Some Days I Parent Well. Some Days I Just Survive.

There are days when I feel calm, patient, steady.

Some days I parent with patience.
I respond gently.
I anticipate my newborn’s needs before they escalate.
I speak softly to my toddler even when he repeats the same thing twenty-seven times.

Other days, I am simply surviving early motherhood — trying to make it to bedtime without crying in the bathroom.

Days when the baby won’t settle.
When the toddler spills water for the third time.
When I reheat the same coffee four times and never drink it.

Those are the parenting overwhelm days. The quiet burnout days. The days when “good parenting” looks a lot like basic survival.

Some days I parent well.
Some days I just survive.

And I’m starting to believe both are normal.


The Myth of “Consistent” Parenting

When you become a parent — especially in the newborn phase — you quietly assume you’ll find your rhythm and stay there.

You imagine becoming that steady version of yourself: patient, regulated, organized. The kind of parent who handles overtired meltdowns calmly and never raises her voice.

But parenting newborns and toddlers isn’t linear.

It’s layered.

Sleep deprivation.
Hormonal shifts.
Toddler emotions.
Cluster feeding.
Witching hours.
Messy kitchens.

Even when you understand newborn sleep, even when you recognize the early signs your newborn is overtired, even when you do everything “right” — some days are still hard.

And hard days don’t mean you’re failing.

They mean you’re human.


Survival Mode Is Still Parenting (Especially in Early Motherhood)

There’s this unspoken pressure that parenting should look intentional every single day.

But sometimes parenting is simply:

  • keeping everyone fed
  • keeping everyone safe
  • lowering expectations
  • saying “we’ll try again tomorrow”

On survival days, I don’t focus on enrichment activities or developmental milestones. I focus on meeting basic needs — even when crying after feeds or constant holding makes the day heavier than expected.

I focus on the basics.

Is the baby fed?
Is the toddler loved?
Did we all make it through the day?

Then it was enough.

Survival mode is not neglect.
It’s regulation under strain.

And that counts.


Why This Phase Feels So Intense

If you’re parenting a newborn — especially alongside a toddler — your nervous system is doing constant work. Balancing both stages at once can feel impossible some days.

You’re regulating:

  • a baby who can’t self-soothe and may cry when put down even after being fed.
  • a toddler who is still learning emotional control
  • your own exhaustion
  • your own expectations

That’s a lot of co-regulation happening at once.

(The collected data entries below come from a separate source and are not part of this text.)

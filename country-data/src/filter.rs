//! Client-side continent/region filtering and the derived option sets.
//!
//! Filters are applied after fetching, never passed upstream. The option
//! lists obey one invariant: each is derived from the *other* filter applied
//! to the full unfiltered snapshot, so progressively narrowing one filter
//! never collapses the other's options to nothing.

use crate::model::CountryRecord;

/// Current search inputs: free-text query plus the two dropdown filters.
///
/// `None` means "filter unset"; empty strings never occur (the setters on
/// [`Explorer`](crate::explorer::Explorer) normalize them away).
#[derive(Debug, Clone, Default, PartialEq)]
pub struct FilterState {
    pub query: String,
    pub continent: Option<String>,
    pub region: Option<String>,
}

impl FilterState {
    pub fn continent(&self) -> Option<&str> {
        self.continent.as_deref()
    }

    pub fn region(&self) -> Option<&str> {
        self.region.as_deref()
    }
}

/// Whether a record survives the given filters: continent unset OR the
/// record's continent list contains it, AND region unset OR the record's
/// region equals it.
pub fn matches(record: &CountryRecord, continent: Option<&str>, region: Option<&str>) -> bool {
    let continent_ok = continent.is_none_or(|c| record.continents.iter().any(|rc| rc == c));
    let region_ok = region.is_none_or(|r| record.region == r);
    continent_ok && region_ok
}

/// Drops every fetched record the current filters eliminate.
pub fn apply(records: Vec<CountryRecord>, filters: &FilterState) -> Vec<CountryRecord> {
    records
        .into_iter()
        .filter(|r| matches(r, filters.continent(), filters.region()))
        .collect()
}

/// Distinct continents, in first-seen order, across snapshot records that
/// match the region filter (all records when no region is set).
pub fn continent_options(snapshot: &[CountryRecord], region: Option<&str>) -> Vec<String> {
    let mut out: Vec<String> = Vec::new();
    for record in snapshot {
        if region.is_some_and(|r| record.region != r) {
            continue;
        }
        for continent in &record.continents {
            if !out.iter().any(|c| c == continent) {
                out.push(continent.clone());
            }
        }
    }
    out
}

/// Distinct regions, in first-seen order, across snapshot records whose
/// continent list contains the continent filter (all records when unset).
/// Records with an empty region string contribute nothing.
pub fn region_options(snapshot: &[CountryRecord], continent: Option<&str>) -> Vec<String> {
    let mut out: Vec<String> = Vec::new();
    for record in snapshot {
        if continent.is_some_and(|c| !record.continents.iter().any(|rc| rc == c)) {
            continue;
        }
        if record.region.is_empty() {
            continue;
        }
        if !out.iter().any(|r| r == &record.region) {
            out.push(record.region.clone());
        }
    }
    out
}
//! POST /chat — forwards a prompt to the generative-model provider.

use std::sync::Arc;

use axum::{Json, extract::State};
use gen_ai_service::GenerateText;
use tracing::{debug, error};

use crate::{
    core::app_state::AppState,
    error_handler::AppResult,
    routes::chat::chat_request::{ChatRequest, ChatResponse},
};

/// Handler: POST /chat
///
/// Stateless: no session or identity is attached, and no prior turns are
/// sent to the provider. Every provider-side failure is logged with its
/// cause and collapsed into one generic error response.
///
/// # Example
/// ```bash
/// curl -X POST http://127.0.0.1:5000/chat \
///   -H 'content-type: application/json' \
///   -d '{"prompt":"capital of France"}'
/// ```
pub async fn chat<G: GenerateText>(
    State(state): State<Arc<AppState<G>>>,
    Json(body): Json<ChatRequest>,
) -> AppResult<Json<ChatResponse>> {
    match state.gen_ai.generate(&body.prompt).await {
        Ok(response) => {
            debug!(chars = response.len(), "provider reply ready");
            Ok(Json(ChatResponse { response }))
        }
        Err(err) => {
            error!("provider call failed: {err}");
            Err(crate::error_handler::AppError::Upstream)
        }
    }
}
//! Async client for the public REST Countries v3.1 API.
//!
//! Two operations are consumed:
//! - `GET {base}/v3.1/all`         — the full record collection
//! - `GET {base}/v3.1/name/{text}` — records whose name matches `{text}`
//!
//! REST Countries signals "nothing matched" with a 404 body rather than an
//! empty list; that case maps to [`CountryDataError::NotFound`] so callers
//! can treat it as a lookup miss instead of a transport problem.

use std::time::Duration;

use reqwest::StatusCode;
use tracing::{debug, instrument};

use crate::{
    error::{CountryDataError, Result},
    explorer::CountrySource,
    model::CountryRecord,
};

/// Public endpoint used when callers have no reason to override it.
pub const DEFAULT_BASE_URL: &str = "https://restcountries.com";

/// Thin client for REST Countries. Reuses one HTTP client with a
/// configurable timeout across calls.
#[derive(Debug, Clone)]
pub struct RestCountriesClient {
    client: reqwest::Client,
    base: String,
}

impl RestCountriesClient {
    /// Creates a client for the given API base URL.
    ///
    /// # Errors
    /// - [`CountryDataError::InvalidEndpoint`] if `base_url` is empty or
    ///   not http(s)
    /// - [`CountryDataError::Transport`] if the HTTP client cannot be built
    pub fn new(base_url: &str, timeout_secs: Option<u64>) -> Result<Self> {
        let base = base_url.trim();
        if base.is_empty() || !(base.starts_with("http://") || base.starts_with("https://")) {
            return Err(CountryDataError::InvalidEndpoint(base_url.to_string()));
        }

        let timeout = timeout_secs
            .map(Duration::from_secs)
            .unwrap_or_else(|| Duration::from_secs(30));

        let client = reqwest::Client::builder().timeout(timeout).build()?;

        Ok(Self {
            client,
            base: base.trim_end_matches('/').to_string(),
        })
    }

    /// Fetches the full unfiltered collection.
    #[instrument(skip_all)]
    pub async fn fetch_all(&self) -> Result<Vec<CountryRecord>> {
        self.fetch(format!("{}/v3.1/all", self.base)).await
    }

    /// Fetches records whose name matches `text` (the upstream match is
    /// fuzzy-ish; exactness is the provider's business).
    #[instrument(skip_all, fields(name = %text))]
    pub async fn fetch_by_name(&self, text: &str) -> Result<Vec<CountryRecord>> {
        self.fetch(format!("{}/v3.1/name/{}", self.base, text)).await
    }

    async fn fetch(&self, url: String) -> Result<Vec<CountryRecord>> {
        debug!("GET {url}");
        let resp = self.client.get(&url).send().await?;

        let status = resp.status();
        if status == StatusCode::NOT_FOUND {
            return Err(CountryDataError::NotFound { url });
        }
        if !status.is_success() {
            let text = resp.text().await.unwrap_or_default();
            let snippet = text.chars().take(240).collect::<String>();
            return Err(CountryDataError::HttpStatus {
                status,
                url,
                snippet,
            });
        }

        resp.json()
            .await
            .map_err(|e| CountryDataError::Decode(format!("serde error: {e}")))
    }
}

impl CountrySource for RestCountriesClient {
    fn all(&self) -> impl Future<Output = Result<Vec<CountryRecord>>> + Send {
        self.fetch_all()
    }

    fn by_name(&self, text: &str) -> impl Future<Output = Result<Vec<CountryRecord>>> + Send {
        self.fetch_by_name(text)
    }
}
/// What a fetch should do: decided at `begin_search` from the query text.
#[derive(Debug, Clone, PartialEq, Eq)]
pub enum FetchPlan {
    /// Full-collection fetch (blank query).
    All,
    /// Exact-name lookup with the trimmed query.
    ByName(String),
}

/// Handle for one in-flight fetch; carries the request token that decides
/// whether its completion still wins.
#[derive(Debug, Clone, PartialEq, Eq)]
pub struct Ticket {
    token: u64,
    /// The fetch this ticket was issued for.
    pub plan: FetchPlan,
}

/// Outcome of completing (or rejecting) a search.
#[derive(Debug, Clone, Copy, PartialEq, Eq)]
pub struct Completion {
    /// Whether this completion updated the explorer (stale tickets and
    /// rejected submissions do not).
    pub applied: bool,
    /// At most one notice to surface to the user.
    pub notice: Option<Notice>,
}

impl Completion {
    fn skipped() -> Self {
        Self {
            applied: false,
            notice: None,
        }
    }
}

/// State container for the country data view.
#[derive(Debug)]
pub struct Explorer {
    results: Vec<CountryRecord>,
    filters: FilterState,
    snapshot: Vec<CountryRecord>,
    phase: Phase,
    loading: bool,
    // One flag covers both failure kinds: once a notice has fired for the
    // current streak, further failures stay quiet until a non-empty
    // success re-arms it.
    notice_shown: bool,
    next_token: u64,
    latest_token: u64,
}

Some days your capacity is higher.
Some days it’s lower.

That doesn’t make you inconsistent.

It makes you responsive to reality.

And reality with small children changes daily.


The Quiet Comparison Trap

What makes survival days heavier is comparison.

You see calm mothers online.
Clean kitchens.
Structured routines.
Peaceful bedtime scenes.

What you don’t see:

  • the crying before the photo
  • the arguments after bedtime
  • the overstimulation
  • the days they also just survived

Parenting doesn’t happen in curated squares.

It happens in messy kitchens, dimly lit rooms, and on couches covered in unfolded laundry.

And that version still counts.


What I’m Learning (Slowly)

I used to believe good parenting meant consistency.

Now I think good parenting means returning.

Returning after you snap.
Returning after a hard afternoon.
Returning after a day where nothing worked.

Some days I’m the parent I want to be.
Some days I’m the parent who’s tired, overstimulated, and just holding the line.

Both versions love their children.

Both versions show up.

And maybe that’s what matters.


It Doesn’t Always Get “Clearer” — They Just Grow

People say it gets clearer with time.

I’m not entirely sure that’s true.

I think sometimes it doesn’t get clearer — they just grow.

Newborn chaos becomes toddler chaos.
Witching hour becomes boundary testing.
Sleep struggles become new developmental leaps.

But you grow too.

You get steadier in the uncertainty.
More forgiving of imperfect days.
Less shaken by survival mode.

And one day you look back and realize:

You didn’t ruin them on the hard days.

You raised them through them.


Final Thoughts

If today is a thriving day — enjoy it.

If today is a surviving day — that counts too.

Parenting isn’t measured by perfect afternoons.
It’s measured by presence over time.

And presence doesn’t have to be polished to be powerful.

Some days we parent well.
Some days we just survive.

Both are part of raising small humans.

And both are enough. 🤍

Note: The information shared in this article is for educational purposes only and reflects personal experience and research. It is not intended as medical advice. If you have concerns about your health or your baby’s health, please consult a qualified healthcare professional.